▸ EXCERPTED RECORDS
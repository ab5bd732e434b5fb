//! On-disk layout of generated artifacts and the writes that create them.

use crate::domain::ServiceId;
use crate::error::{Error, Result};
use crate::infra::config::OwnerConfig;
use std::fs::{self, OpenOptions};
use std::io::Write;
use std::os::unix::fs::{OpenOptionsExt, PermissionsExt, chown};
use std::path::{Path, PathBuf};

/// Manifests readable by the operator group.
pub const MANIFEST_MODE: u32 = 0o640;
/// Credential records and private keys.
pub const PRIVATE_MODE: u32 = 0o600;
pub const DIR_MODE: u32 = 0o750;

#[derive(Debug, Clone)]
pub struct ServiceLayout {
    root: PathBuf,
    owner: Option<OwnerConfig>,
}

impl ServiceLayout {
    pub fn new(root: impl Into<PathBuf>, owner: Option<OwnerConfig>) -> Self {
        Self {
            root: root.into(),
            owner,
        }
    }

    pub fn root(&self) -> &Path {
        &self.root
    }

    pub fn manifest_path(&self, id: ServiceId) -> PathBuf {
        self.root.join(format!("{id}.yml"))
    }

    pub fn credentials_path(&self, id: ServiceId) -> PathBuf {
        self.root.join(format!("{id}.credentials"))
    }

    pub fn cert_dir(&self, id: ServiceId) -> PathBuf {
        self.root.join(format!("{id}-ssl"))
    }

    pub fn is_installed(&self, id: ServiceId) -> bool {
        self.manifest_path(id).is_file()
    }

    /// Creates `dir` (and parents) with `DIR_MODE` and the configured owner.
    pub fn ensure_dir(&self, dir: &Path) -> Result<()> {
        if dir.is_dir() {
            return Ok(());
        }

        fs::create_dir_all(dir).map_err(|e| Error::io(dir, e))?;
        fs::set_permissions(dir, fs::Permissions::from_mode(DIR_MODE))
            .map_err(|e| Error::io(dir, e))?;
        self.apply_owner(dir)
    }

    /// Writes `content` to a temp file next to `path` and renames it into
    /// place, so readers never observe a partial file.
    pub fn write_atomic(&self, path: &Path, content: &str, mode: u32) -> Result<()> {
        let file_name = path
            .file_name()
            .map(|n| n.to_string_lossy().into_owned())
            .unwrap_or_default();
        let temp_path = path.with_file_name(format!(".{file_name}.tmp"));

        // Leftover from an interrupted write.
        if temp_path.exists() {
            fs::remove_file(&temp_path).map_err(|e| Error::io(&temp_path, e))?;
        }

        let mut file = OpenOptions::new()
            .write(true)
            .create_new(true)
            .mode(mode)
            .open(&temp_path)
            .map_err(|e| Error::io(&temp_path, e))?;

        file.write_all(content.as_bytes())
            .and_then(|_| file.sync_all())
            .map_err(|e| Error::io(&temp_path, e))?;

        // create_new honours the umask; pin the exact mode.
        fs::set_permissions(&temp_path, fs::Permissions::from_mode(mode))
            .map_err(|e| Error::io(&temp_path, e))?;
        self.apply_owner(&temp_path)?;

        fs::rename(&temp_path, path).map_err(|e| Error::io(path, e))
    }

    pub fn apply_owner(&self, path: &Path) -> Result<()> {
        if let Some(owner) = self.owner {
            chown(path, owner.uid, owner.gid).map_err(|e| Error::io(path, e))?;
        }
        Ok(())
    }
}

▸ AIM OF THE EXERCISE
Please copy out each record, character for character.

▸ WRITTEN SOLUTION
repository ab5bd732e434b5fb
//! On-disk layout of generated artifacts and the writes that create them.

use crate::domain::ServiceId;
use crate::error::{Error, Result};
use crate::infra::config::OwnerConfig;
use std::fs::{self, OpenOptions};
use std::io::Write;
use std::os::unix::fs::{OpenOptionsExt, PermissionsExt, chown};
use std::path::{Path, PathBuf};

/// Manifests readable by the operator group.
pub const MANIFEST_MODE: u32 = 0o640;
/// Credential records and private keys.
pub const PRIVATE_MODE: u32 = 0o600;
pub const DIR_MODE: u32 = 0o750;

#[derive(Debug, Clone)]
pub struct ServiceLayout {
    root: PathBuf,
    owner: Option<OwnerConfig>,
}

impl ServiceLayout {
    pub fn new(root: impl Into<PathBuf>, owner: Option<OwnerConfig>) -> Self {
        Self {
            root: root.into(),
            owner,
        }
    }

    pub fn root(&self) -> &Path {
        &self.root
    }

    pub fn manifest_path(&self, id: ServiceId) -> PathBuf {
        self.root.join(format!("{id}.yml"))
    }

    pub fn credentials_path(&self, id: ServiceId) -> PathBuf {
        self.root.join(format!("{id}.credentials"))
    }

    pub fn cert_dir(&self, id: ServiceId) -> PathBuf {
        self.root.join(format!("{id}-ssl"))
    }

    pub fn is_installed(&self, id: ServiceId) -> bool {
        self.manifest_path(id).is_file()
    }

    /// Creates `dir` (and parents) with `DIR_MODE` and the configured owner.
    pub fn ensure_dir(&self, dir: &Path) -> Result<()> {
        if dir.is_dir() {
            return Ok(());
        }

        fs::create_dir_all(dir).map_err(|e| Error::io(dir, e))?;
        fs::set_permissions(dir, fs::Permissions::from_mode(DIR_MODE))
            .map_err(|e| Error::io(dir, e))?;
        self.apply_owner(dir)
    }

    /// Writes `content` to a temp file next to `path` and renames it into
    /// place, so readers never observe a partial file.
    pub fn write_atomic(&self, path: &Path, content: &str, mode: u32) -> Result<()> {
        let file_name = path
            .file_name()
            .map(|n| n.to_string_lossy().into_owned())
            .unwrap_or_default();
        let temp_path = path.with_file_name(format!(".{file_name}.tmp"));

        // Leftover from an interrupted write.
        if temp_path.exists() {
            fs::remove_file(&temp_path).map_err(|e| Error::io(&temp_path, e))?;
        }

        let mut file = OpenOptions::new()
            .write(true)
            .create_new(true)
            .mode(mode)
            .open(&temp_path)
            .map_err(|e| Error::io(&temp_path, e))?;

        file.write_all(content.as_bytes())
            .and_then(|_| file.sync_all())
            .map_err(|e| Error::io(&temp_path, e))?;

        // create_new honours the umask; pin the exact mode.
        fs::set_permissions(&temp_path, fs::Permissions::from_mode(mode))
            .map_err(|e| Error::io(&temp_path, e))?;
        self.apply_owner(&temp_path)?;

        fs::rename(&temp_path, path).map_err(|e| Error::io(path, e))
    }

    pub fn apply_owner(&self, path: &Path) -> Result<()> {
        if let Some(owner) = self.owner {
            chown(path, owner.uid, owner.gid).map_err(|e| Error::io(path, e))?;
        }
        Ok(())
    }
}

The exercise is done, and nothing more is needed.